Preventing single file from deletion

Eisenbart · 04-30-2002, 06:48 AM

Hello everybody!

I have just started to deal with Linux and I am presently making myself familiar with the file access rights ( the chmod thing ). I am not quite sure wether I understood things correctly, but I´m a bit dissappointed as certain things do not seem to be supported.

I find it strange that denying write permission for a file does not prevent it from being deleted; but I found out that you can deny write permission for the directory containing the file.

But this creates another problem, as it allows you to allow or deny deletion for ALL the files in a directory at once.
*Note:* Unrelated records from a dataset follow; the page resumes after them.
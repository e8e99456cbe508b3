#![warn(clippy::all, rust_2021_compatibility)]

mod app;
mod error;

fn main() -> Result<(), error::RuntimeError> { app::run() }
use super::categories::{
    HUMAN_RESOURCES, LEGAL_COMPLIANCE, MARKETING_SALES, OPERATIONS, PHYSICAL_INFRASTRUCTURE,
    TECHNOLOGY_SYSTEMS,
};
use super::{covers_categories, PatternPlugin};
use crate::output::{
    BusinessIntent, InitiativeType, Priority, TechnologyRole, WorkStream, WorkStreamCategory,
    WorkStreamPattern,
};

/// Launching a new (typically physical) business
pub struct BusinessLaunchPattern;

impl PatternPlugin for BusinessLaunchPattern {
    fn initiative_type(&self) -> InitiativeType {
        InitiativeType::BusinessLaunch
    }

    fn name(&self) -> &str {
        "Business Launch"
    }

    fn analyze(&self, intent: &BusinessIntent) -> WorkStreamPattern {
        let technology_description = match intent.technology_role {
            TechnologyRole::CoreProduct => "Build the digital product the business sells",
            _ => "Point of sale, booking and back-office systems",
        };

        WorkStreamPattern {
            initiative_type: InitiativeType::BusinessLaunch,
            streams: vec![
                WorkStreamCategory::new(PHYSICAL_INFRASTRUCTURE, 35.0, Priority::Critical)
                    .with_description("Location, build-out, equipment and fixtures"),
                WorkStreamCategory::new(TECHNOLOGY_SYSTEMS, 10.0, Priority::Medium)
                    .with_description(technology_description),
                WorkStreamCategory::new(OPERATIONS, 25.0, Priority::Critical)
                    .with_description("Processes, suppliers and day-to-day running"),
                WorkStreamCategory::new(HUMAN_RESOURCES, 15.0, Priority::High)
                    .with_description("Hiring, training and scheduling staff"),
                WorkStreamCategory::new(MARKETING_SALES, 10.0, Priority::High)
                    .with_description("Brand, pre-launch buzz and customer acquisition"),
                WorkStreamCategory::new(LEGAL_COMPLIANCE, 5.0, Priority::High)
                    .with_description("Permits, licenses, insurance and entity setup"),
            ],
            total_weight: Some(100.0),
        }
    }

    fn validate(&self, workstreams: &[WorkStream]) -> bool {
        covers_categories(workstreams, &[PHYSICAL_INFRASTRUCTURE, OPERATIONS])
    }
}
//! Configuration management for premisia-wbs
//!
//! Settings are loaded from environment variables with defaults. Provider
//! credentials and endpoints are read by the genai library itself.
//!
//! # Environment Variables
//!
//! - `PREMISIA_PROVIDER`: ollama|openai|claude|gemini|grok|groq - default: "ollama"
//! - `PREMISIA_MODEL`: Model name - default depends on the provider
//! - `PREMISIA_FAST_MODEL`: Model used for dependency linking - default depends on the provider
//! - `PREMISIA_REQUEST_TIMEOUT`: Timeout in seconds - default: "120"
//! - `PREMISIA_MAX_TOKENS`: Max tokens per structured call - default: "4096"
//! - `PREMISIA_TEMPERATURE`: Sampling temperature - default: "0.3"
//! - `PREMISIA_LOG_LEVEL`: Logging level - default: "info"
//! - `PREMISIA_HEURISTICS_LOG`: JSONL file recording every LLM exchange - default: unset
//! - `PREMISIA_API_BASE_URL`: Custom endpoint for the configured provider - default: unset
//!
//! Provider credentials: `OPENAI_API_KEY`, `ANTHROPIC_API_KEY`, `GEMINI_API_KEY`,
//! `XAI_API_KEY`, `GROQ_API_KEY`. Ollama uses `OLLAMA_HOST`.
//!
//! # Example
//!
//! ```no_run
//! use premisia_wbs::WbsConfig;
//!
//! let config = WbsConfig::from_env().expect("Invalid configuration");
//! config.validate().expect("Invalid configuration");
//! let pipeline_config = config.pipeline_config();
//! ```

use crate::pipeline::PipelineConfig;
use genai::adapter::AdapterKind;
use std::env;
use std::fmt;
use std::path::PathBuf;
use std::str::FromStr;
use thiserror::Error;

const DEFAULT_LOG_LEVEL: &str = "info";
const DEFAULT_REQUEST_TIMEOUT_SECS: u64 = 120;
const DEFAULT_MAX_TOKENS: u32 = 4096;
const DEFAULT_TEMPERATURE: f32 = 0.3;

const ENV_PROVIDER: &str = "PREMISIA_PROVIDER";
const ENV_MODEL: &str = "PREMISIA_MODEL";
const ENV_FAST_MODEL: &str = "PREMISIA_FAST_MODEL";
const ENV_REQUEST_TIMEOUT: &str = "PREMISIA_REQUEST_TIMEOUT";
const ENV_MAX_TOKENS: &str = "PREMISIA_MAX_TOKENS";
const ENV_TEMPERATURE: &str = "PREMISIA_TEMPERATURE";
const ENV_LOG_LEVEL: &str = "PREMISIA_LOG_LEVEL";
const ENV_HEURISTICS_LOG: &str = "PREMISIA_HEURISTICS_LOG";

const VALID_LOG_LEVELS: &[&str] = &["trace", "debug", "info", "warn", "error"];

#[derive(Debug, Error)]
pub enum ConfigError {
    #[error("Invalid provider: {0}. Valid options: ollama, openai, claude, gemini, grok, groq")]
    InvalidProvider(String),

    #[error("Configuration validation failed: {0}")]
    ValidationFailed(String),

    #[error("Failed to parse {field}: {error}")]
    ParseError { field: String, error: String },
}

/// Maps a provider name, including the aliases users commonly type, to its
/// genai adapter.
pub fn parse_provider(name: &str) -> Result<AdapterKind, ConfigError> {
    match name.trim().to_lowercase().as_str() {
        "ollama" => Ok(AdapterKind::Ollama),
        "openai" => Ok(AdapterKind::OpenAI),
        "claude" | "anthropic" => Ok(AdapterKind::Anthropic),
        "gemini" => Ok(AdapterKind::Gemini),
        "grok" | "xai" => Ok(AdapterKind::Xai),
        "groq" => Ok(AdapterKind::Groq),
        other => Err(ConfigError::InvalidProvider(other.to_string())),
    }
}

pub fn default_model(provider: AdapterKind) -> &'static str {
    match provider {
        AdapterKind::OpenAI => "gpt-4o",
        AdapterKind::Anthropic => "claude-3-5-sonnet-latest",
        AdapterKind::Gemini => "gemini-2.0-flash",
        AdapterKind::Xai => "grok-2-latest",
        AdapterKind::Groq => "llama-3.3-70b-versatile",
        _ => "qwen2.5:7b",
    }
}

/// Cheaper model used for dependency linking, for providers that have one
pub fn default_fast_model(provider: AdapterKind) -> Option<&'static str> {
    match provider {
        AdapterKind::Anthropic => Some("claude-3-5-haiku-latest"),
        AdapterKind::OpenAI => Some("gpt-4o-mini"),
        _ => None,
    }
}

#[derive(Debug, Clone)]
pub struct WbsConfig {
    pub provider: AdapterKind,

    pub model: String,

    /// Model for dependency linking; `None` uses `model`
    pub fast_model: Option<String>,

    pub request_timeout_secs: u64,

    pub max_tokens: u32,

    pub temperature: f32,

    /// trace, debug, info, warn or error
    pub log_level: String,

    pub heuristics_log: Option<PathBuf>,
}

impl Default for WbsConfig {
    fn default() -> Self {
        Self::for_provider(AdapterKind::Ollama)
    }
}

fn env_var(key: &str) -> Option<String> {
    env::var(key).ok().filter(|v| !v.trim().is_empty())
}

fn parse_env<T>(key: &str) -> Result<Option<T>, ConfigError>
where
    T: FromStr,
    T::Err: fmt::Display,
{
    env_var(key)
        .map(|raw| {
            raw.trim().parse::<T>().map_err(|e| ConfigError::ParseError {
                field: key.to_string(),
                error: e.to_string(),
            })
        })
        .transpose()
}

impl WbsConfig {
    /// Defaults for `provider`, ignoring the environment
    pub fn for_provider(provider: AdapterKind) -> Self {
        Self {
            provider,
            model: default_model(provider).to_string(),
            fast_model: default_fast_model(provider).map(str::to_string),
            request_timeout_secs: DEFAULT_REQUEST_TIMEOUT_SECS,
            max_tokens: DEFAULT_MAX_TOKENS,
            temperature: DEFAULT_TEMPERATURE,
            log_level: DEFAULT_LOG_LEVEL.to_string(),
            heuristics_log: None,
        }
    }

    /// Loads `PREMISIA_*` variables on top of the provider defaults
    pub fn from_env() -> Result<Self, ConfigError> {
        let provider = match env_var(ENV_PROVIDER) {
            Some(name) => parse_provider(&name)?,
            None => AdapterKind::Ollama,
        };

        let mut config = Self::for_provider(provider);

        if let Some(model) = env_var(ENV_MODEL) {
            config.model = model;
        }
        if let Some(fast_model) = env_var(ENV_FAST_MODEL) {
            config.fast_model = Some(fast_model);
        }
        if let Some(timeout) = parse_env::<u64>(ENV_REQUEST_TIMEOUT)? {
            config.request_timeout_secs = timeout;
        }
        if let Some(max_tokens) = parse_env::<u32>(ENV_MAX_TOKENS)? {
            config.max_tokens = max_tokens;
        }
        if let Some(temperature) = parse_env::<f32>(ENV_TEMPERATURE)? {
            config.temperature = temperature;
        }
        if let Some(level) = env_var(ENV_LOG_LEVEL) {
            config.log_level = level.to_lowercase();
        }
        config.heuristics_log = env_var(ENV_HEURISTICS_LOG).map(PathBuf::from);

        Ok(config)
    }

    /// Switches provider, resetting the models to that provider's defaults
    pub fn with_provider(mut self, provider: AdapterKind) -> Self {
        if provider != self.provider {
            self.provider = provider;
            self.model = default_model(provider).to_string();
            self.fast_model = default_fast_model(provider).map(str::to_string);
        }
        self
    }

    pub fn validate(&self) -> Result<(), ConfigError> {
        if !(1..=3600).contains(&self.request_timeout_secs) {
            return Err(ConfigError::ValidationFailed(format!(
                "Request timeout must be between 1 and 3600 seconds, got {}",
                self.request_timeout_secs
            )));
        }

        if !(256..=200_000).contains(&self.max_tokens) {
            return Err(ConfigError::ValidationFailed(format!(
                "Max tokens must be between 256 and 200000, got {}",
                self.max_tokens
            )));
        }

        if !(0.0..=2.0).contains(&self.temperature) {
            return Err(ConfigError::ValidationFailed(format!(
                "Temperature must be between 0 and 2, got {}",
                self.temperature
            )));
        }

        if self.model.trim().is_empty() {
            return Err(ConfigError::ValidationFailed(
                "Model name cannot be empty".to_string(),
            ));
        }

        if !VALID_LOG_LEVELS.contains(&self.log_level.as_str()) {
            return Err(ConfigError::ValidationFailed(format!(
                "Invalid log level: {}. Valid options: {}",
                self.log_level,
                VALID_LOG_LEVELS.join(", ")
            )));
        }

        Ok(())
    }

    pub fn pipeline_config(&self) -> PipelineConfig {
        let mut config = PipelineConfig::new()
            .with_temperature(self.temperature)
            .with_max_tokens(self.max_tokens);
        if let Some(fast_model) = &self.fast_model {
            config = config.with_dependency_model(fast_model.clone());
        }
        config
    }
}

impl fmt::Display for WbsConfig {
    fn fmt(&self, f: &mut fmt::Formatter<'_>) -> fmt::Result {
        writeln!(f, "Premisia WBS Configuration:")?;
        writeln!(f, "  Provider: {}", self.provider)?;
        writeln!(f, "  Model: {}", self.model)?;
        writeln!(
            f,
            "  Fast Model: {}",
            self.fast_model.as_deref().unwrap_or("(same as model)")
        )?;
        writeln!(f, "  Request Timeout: {}s", self.request_timeout_secs)?;
        writeln!(f, "  Max Tokens: {}", self.max_tokens)?;
        writeln!(f, "  Temperature: {}", self.temperature)?;
        writeln!(f, "  Log Level: {}", self.log_level)?;
        if let Some(path) = &self.heuristics_log {
            writeln!(f, "  Heuristics Log: {}", path.display())?;
        }
        Ok(())
    }
}
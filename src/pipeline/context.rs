//! Shared dependencies handed to every pipeline stage

use std::sync::Arc;

use crate::heuristics::HeuristicLogger;
use crate::llm::{LLMClient, StructuredRequest};
use crate::progress::{NoOpHandler, ProgressEvent, ProgressHandler};

use super::config::PipelineConfig;

/// Owns the long-lived pipeline dependencies. Cheap to clone.
#[derive(Clone)]
pub struct PipelineContext {
    pub llm_client: Arc<dyn LLMClient>,

    /// Records every structured exchange when enabled
    pub heuristic_logger: Arc<HeuristicLogger>,

    pub progress_handler: Arc<dyn ProgressHandler>,

    pub config: PipelineConfig,
}

impl PipelineContext {
    pub fn new(llm_client: Arc<dyn LLMClient>) -> Self {
        Self {
            llm_client,
            heuristic_logger: Arc::new(HeuristicLogger::disabled()),
            progress_handler: Arc::new(NoOpHandler),
            config: PipelineConfig::default(),
        }
    }

    pub fn with_config(mut self, config: PipelineConfig) -> Self {
        self.config = config;
        self
    }

    pub fn with_heuristic_logger(mut self, logger: Arc<HeuristicLogger>) -> Self {
        self.heuristic_logger = logger;
        self
    }

    pub fn with_progress_handler(mut self, handler: Arc<dyn ProgressHandler>) -> Self {
        self.progress_handler = handler;
        self
    }

    pub fn report(&self, event: ProgressEvent) {
        self.progress_handler.on_progress(&event);
    }

    /// Structured request carrying the configured sampling parameters
    pub fn structured_request(
        &self,
        stage: &'static str,
        prompt: String,
        schema: serde_json::Value,
    ) -> StructuredRequest {
        StructuredRequest::new(stage, prompt, schema)
            .with_temperature(self.config.temperature)
            .with_max_tokens(self.config.max_tokens)
    }

    /// Client for dependency linking: the configured fast model when the
    /// provider can switch models, otherwise the primary client.
    pub fn dependency_client(&self) -> Arc<dyn LLMClient> {
        self.config
            .dependency_model
            .as_deref()
            .and_then(|model| self.llm_client.with_model(model))
            .unwrap_or_else(|| self.llm_client.clone())
    }
}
And that brings us to the point:

I want to allow the deletion of any file in a folder except for one single file - how can I accomplish this?

acid_kewpie · 04-30-2002, 07:05 AM

the owner of a file can always delete it, but OTHER users can't. as root, do chmod -w on a file and any other user can't delete it. you could always use chattr +i to set the file as immutable tho, which will prevent any changes at all while it is defined as such

abrakadabra · 04-30-2002, 08:37 AM

Hi,
You can also use chmod with the t option to set the sticky byte on the file you don't want users to delete.

Eisenbart · 04-30-2002, 09:13 AM

Talking of the sticky bit: My distribution ( SuSE ) came with a lousy manual, and although there were several hundred pages about all kinds of stuff, I found no explanation of the sticky bit - could someone please explain the stciky bit to me?

Eisenbart · 04-30-2002, 09:50 AM

@acid_kewpie: I have just tried out what you said:

- The owner of a file can NOT always delete it, only if he has write permission for the directory containing the file

- Using chmod -w on a file does NOT prevent other users from deleting it, it only keeps them from changing its content.

Linux apparently does not regard the deletion of a file as a writing access!

It seems to me that a file can only be prevented from being deleted by disabling the write permission for the directory containing the file - and if this is true, there is a major design error in Linux access rights.

Mik · 05-01-2002, 06:24 AM

They created the sticky bit on files to overcome exactly the sort of problems you are describing. Here is a nice explanation of the sticky bit:

http://linux.oreillynet.com/pub/a/linux/lpt/22_06.html